5. The Application of Chitin as Biostimulant

Chitin can induce both a local immune reaction and a systemic disease resistance when provided as a supplement in soils [145]. The most important chitin derivatives are chitosan, alkyl chitin, N and O sulfated chitin, dibutyryl chitin, carboxymethyl chitin (CMCH), chito-oligosaccharides (COS), chitin nanofibers (CNF), chitin nano-whiskers (CNW), chitin nanoparticles (CNP), chitin nanocomposites (CNC), and chitin hydrogels (CHG). Unlike chitosan, the application of chitin had no remarkable effects on defense mechanisms, such as enzymatic activities, gene expression levels, hormone quantities, and root secreted proteins of medicinal cannabis (Cannabis sativa L.) [146,147,148,149]. Cretoiu et al. [150] added chitinous matter obtained from shrimps to the soil’s top layer to assess the suppressiveness of the oil toward Verticillium dahliae, as well as against plant pathogenic nematodes. They reported a change in both structures and an abundance of soil microbial communities, both total soil fungi and bacteria; they also found that the structures and abundance of soil actinobacteria and the Oxalobacteraceae were influenced by chitin. Liopa-Tsakalidi et al. [151] reported that a chitin application in the peat substrate did not influence the weight and length of lemon balm. Chitin influenced the tarragon leaves, leading to an increase of the total chlorophyll content [151]. The seed germination percentage of chervil (Anthriscus cerefolium L.) was improved in the substrate with 1% and 2% chitin and 200, 500, and 1000 ppm GA3 compared to the control treatments (H2O) [152]. With the increasing rate of chitin and GA3, the seed germination of the chervil was decreased (Liopa-Tsakalidi and Barouchas, 2011).
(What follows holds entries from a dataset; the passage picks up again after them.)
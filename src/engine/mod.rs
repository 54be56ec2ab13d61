//! The verification engine: member lookup strategies, verification writes and
//! the reads built on top of them.
//!
//! Every entry point reads feature flags at call time and talks to the record
//! store through [`RecordStore`]; nothing here caches between calls.

use std::collections::{HashMap, HashSet};
use std::sync::Arc;

use chrono::{DateTime, NaiveDate, Utc};
use serde::Deserialize;
use serde_json::{Map, Value};
use tracing::{error, info, warn};

use crate::config::{AppConfig, AppEnvironment};
use crate::domain::{DateRange, Member, Organization};
use crate::flags::{
    FeatureFlags, E9Y_2_READ, E9Y_2_WRITE, ORGS_ENABLED_FOR_OVER_ELIGIBILITY,
    RELEASE_OVER_ELIGIBILITY,
};
use crate::parser::convert::parse_date;
use crate::store::{MemberCriteria, MemberSource, RecordStore};

pub mod client_specific;
pub mod error;
pub mod features;
pub mod pre_eligibility;
pub mod query;
pub mod selection;
pub mod test_records;
pub mod verification;
pub mod wallet;

use client_specific::{
    ClientSpecificCallError, ClientSpecificMode, ClientSpecificRegistry, ClientSpecificRequest,
    RegisteredAdapter,
};
use error::{EligibilityError, EligibilityMethod, EligibilityResult};

/// A member returned by a check, with both generations' ids when the v2
/// table answered.
#[derive(Debug, Clone, PartialEq)]
pub struct MatchedMember {
    pub member: Member,
    pub is_v2: bool,
    pub member_1_id: Option<i64>,
    pub member_2_id: Option<i64>,
}

impl MatchedMember {
    pub fn v1(member: Member) -> Self {
        Self {
            member_1_id: Some(member.id),
            member_2_id: None,
            is_v2: false,
            member,
        }
    }

    fn v2(member_1_id: Option<i64>, member: Member) -> Self {
        Self {
            member_1_id,
            member_2_id: Some(member.id),
            is_v2: true,
            member,
        }
    }
}

#[derive(Debug, Clone, Default, Deserialize)]
#[serde(default)]
pub struct StandardCheck {
    pub date_of_birth: String,
    pub company_email: String,
    pub user_id: Option<i64>,
}
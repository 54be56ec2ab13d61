//! Dry runs: parse a census file staged under `dryrun/` and report how its
//! members would land in sub-populations, without writing anything
//! authoritative. Parsed rows go to an in-memory store; the reports go to the
//! dry-run bucket.

pub mod report;

use std::collections::{BTreeMap, BTreeSet, HashMap, HashSet};
use std::sync::Arc;

use chrono::Utc;
use serde::Serialize;
use thiserror::Error;
use tracing::{info, warn};

use crate::config::AppConfig;
use crate::domain::{File, Member, NewParseError, Population};
use crate::flags::FeatureFlags;
use crate::ingest::{self, ProcessingResult};
use crate::parser::CensusParser;
use crate::populations;
use crate::storage::ObjectStorage;
use crate::store::{MemberSource, MemoryStore, RecordStore, StoreError};

pub use self::report::{ReportNoPopError, ReportParseError};

pub const DRY_RUN_FOLDER: &str = "dryrun";

#[derive(Debug, Error)]
pub enum DryRunError {
    #[error("Failed to parse organization_id from dry run file name: {0}.")]
    ParseOrganization(String),
    #[error("organization {0} does not exist")]
    UnknownOrganization(i64),
    #[error("dry-run blob access failed: {0}")]
    Blob(anyhow::Error),
    #[error(transparent)]
    Store(#[from] StoreError),
}

impl DryRunError {
    pub fn is_transient(&self) -> bool {
        match self {
            DryRunError::Blob(_) => true,
            DryRunError::Store(err) => err.is_transient(),
            _ => false,
        }
    }
}

/// Organization id from `dryrun/<organization_id>_<anything>`.
pub fn organization_id_from_name(name: &str) -> Result<i64, DryRunError> {
    let base = name.rsplit('/').next().unwrap_or(name);
    base.split('_')
        .next()
        .and_then(|prefix| prefix.parse().ok())
        .ok_or_else(|| DryRunError::ParseOrganization(name.to_string()))
}

fn blob_key(name: &str) -> String {
    if name.starts_with(&format!("{DRY_RUN_FOLDER}/")) {
        name.to_string()
    } else {
        format!("{DRY_RUN_FOLDER}/{name}")
    }
}

/// Members of one organization paired with their sub-population.
#[derive(Debug, Clone, Serialize)]
pub struct PopulationData {
    pub population_id_used: i64,
    pub members: Vec<(Member, Option<i64>)>,
}

impl PopulationData {
    pub fn unassigned(&self) -> impl Iterator<Item = &Member> {
        self.members
            .iter()
            .filter(|(_, sub_population_id)| sub_population_id.is_none())
            .map(|(member, _)| member)
    }
}

#[derive(Debug, Clone, Serialize)]
pub struct DryRunReport {
    pub census_file_name: String,
    pub result: ProcessingResult,
    pub file: File,
    pub file_parse_errors: Vec<NewParseError>,
    pub population_id_used: BTreeMap<i64, i64>,
    pub populations: BTreeMap<i64, PopulationData>,
    pub no_population: Vec<ReportNoPopError>,
    pub additional_summary_lines: Vec<String>,
}

impl DryRunReport {
    fn new(census_file_name: &str, file: File) -> Self {
        Self {
            census_file_name: census_file_name.to_string(),
            result: ProcessingResult::NoRecordsFound,
            file,
            file_parse_errors: Vec::new(),
            population_id_used: BTreeMap::new(),
            populations: BTreeMap::new(),
            no_population: Vec::new(),
            additional_summary_lines: Vec::new(),
        }
    }
}

#[derive(Clone)]
pub struct DryRunner {
    store: Arc<dyn RecordStore>,
    storage: Arc<dyn ObjectStorage>,
    flags: Arc<dyn FeatureFlags>,
    batch_size: usize,
    no_dob_organizations: HashSet<i64>,
}

impl DryRunner {
    /// `store` is only read (organizations, aliases, mappings, populations).
    pub fn new(
        store: Arc<dyn RecordStore>,
        storage: Arc<dyn ObjectStorage>,
        flags: Arc<dyn FeatureFlags>,
        config: &AppConfig,
    ) -> Self {
        Self {
            store,
            storage,
            flags,
            batch_size: config.ingest_batch_size,
            no_dob_organizations: config.no_dob_organizations.clone(),
        }
    }

    async fn population_for(
        &self,
        organization_id: i64,
        override_sub_population: &HashMap<i64, i64>,
    ) -> Result<Option<Population>, DryRunError> {
        match override_sub_population.get(&organization_id) {
            Some(population_id) => Ok(self.store.get_population(*population_id).await?),
            None => Ok(populations::effective_population(
                self.store.as_ref(),
                organization_id,
                Utc::now(),
            )
            .await?),
        }
    }

    /// Parses the file, assigns sub-populations and uploads the reports.
    pub async fn run(
        &self,
        name: &str,
        override_sub_population: &HashMap<i64, i64>,
    ) -> Result<DryRunReport, DryRunError> {
        let report = self.evaluate(name, override_sub_population).await?;
        let keys = report::write_reports(self.storage.as_ref(), &report)
            .await
            .map_err(DryRunError::Blob)?;
        info!(
            census_file_name = %report.census_file_name,
            reports = keys.len(),
            "dry-run reports written"
        );
        Ok(report)
    }

    /// Everything but the uploads.
    pub async fn evaluate(
        &self,
        name: &str,
        override_sub_population: &HashMap<i64, i64>,
    ) -> Result<DryRunReport, DryRunError> {
        let organization_id = organization_id_from_name(name)?;
        let organization = self
            .store
            .get_organization(organization_id)
            .await?
            .ok_or(DryRunError::UnknownOrganization(organization_id))?;
        let key = blob_key(name);
        let now = Utc::now();
        let mut report = DryRunReport::new(
            name,
            File {
                id: -1,
                organization_id,
                name: key.clone(),
                encoding: String::new(),
                error: None,
                raw_count: None,
                success_count: None,
                failure_count: None,
                started_at: Some(now),
                completed_at: None,
                created_at: now,
            },
        );
        info!(census_file_name = name, organization_id, "dry run starting");

        let Some(bytes) = self.storage.get_object(&key).await.map_err(DryRunError::Blob)? else {
            warn!(census_file_name = name, "dry-run file not found");
            report.result = ProcessingResult::FileMissing;
            report.file.error = Some("missing".into());
            return Ok(report);
        };

        let (mapping, context) = ingest::prepare_parse(
            self.store.as_ref(),
            self.flags.as_ref(),
            organization,
            None,
            &self.no_dob_organizations,
            now.date_naive(),
        )
        .await?;
        let parser = match CensusParser::new(&bytes, &mapping, context, self.batch_size) {
            Ok(parser) => parser,
            Err(err) => {
                warn!(census_file_name = name, error = %err, "dry-run file rejected");
                report.result = err.into();
                report.file.error = Some(err.code().to_string());
                return Ok(report);
            }
        };
        report.file.encoding = parser.encoding().to_string();

        let sink = MemoryStore::new();
        let mut organization_ids = BTreeSet::new();
        let (mut valid, mut errors) = (0, 0);
        for batch in parser {
            organization_ids.extend(batch.valid.iter().map(|row| row.member.organization_id));
            report.file_parse_errors.extend(batch.errors.iter().cloned());
            let outcome = ingest::persist_batch(&sink, self.flags.as_ref(), batch).await?;
            valid += outcome.valid;
            errors += outcome.errors;
        }
        report.file.raw_count = Some(i32::try_from(valid + errors).unwrap_or(i32::MAX));
        report.file.success_count = Some(i32::try_from(valid).unwrap_or(i32::MAX));
        report.file.failure_count = Some(i32::try_from(errors).unwrap_or(i32::MAX));
        report.file.completed_at = Some(Utc::now());
        if valid + errors > 0 {
            report.result = ProcessingResult::ProcessingSuccessful;
        }
        info!(census_file_name = name, valid, errors, "dry-run parsing complete");

        for organization_id in organization_ids {
            let mut members = sink
                .members_for_org(MemberSource::Versioned, organization_id)
                .await?;
            members.sort_by_key(|member| member.id);
            let Some(population) = self
                .population_for(organization_id, override_sub_population)
                .await?
            else {
                report
                    .additional_summary_lines
                    .push(report::no_population_line(organization_id, members.len()));
                continue;
            };

            let members: Vec<(Member, Option<i64>)> = members
                .into_iter()
                .map(|member| {
                    let sub_population_id =
                        populations::resolve_sub_population(&population, &member);
                    (member, sub_population_id)
                })
                .collect();
            let data = PopulationData {
                population_id_used: population.id,
                members,
            };
            report
                .no_population
                .extend(data.unassigned().map(ReportNoPopError::from));
            report
                .population_id_used
                .insert(organization_id, population.id);
            report.populations.insert(organization_id, data);
        }
        Ok(report)
    }
}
In the combinations of 1% chitin + 80 mM NaCl, 1% chitin + 120 NaCl, 120 NaCl + GA3, 2% chitin + 180 NaCl, and 200 GA3 +180 NaCl, germination was boosted and the Timson index of germination velocity was greater than the corresponding velocity in H2O [152]. Kanawi et al. [153] found that the percentage of germination of basil seeds increased with the increasing concentration of chitin, while the percentage of inhibition of pathogenic fungi also escalated with the rise of the concentration of chitin. The application of chitin/nano-TiO2 and chitin/nano-SiO2 resulted in a notable increase of the preservation of seed quality of Ginkgo (Ginkgo biloba L.) [154].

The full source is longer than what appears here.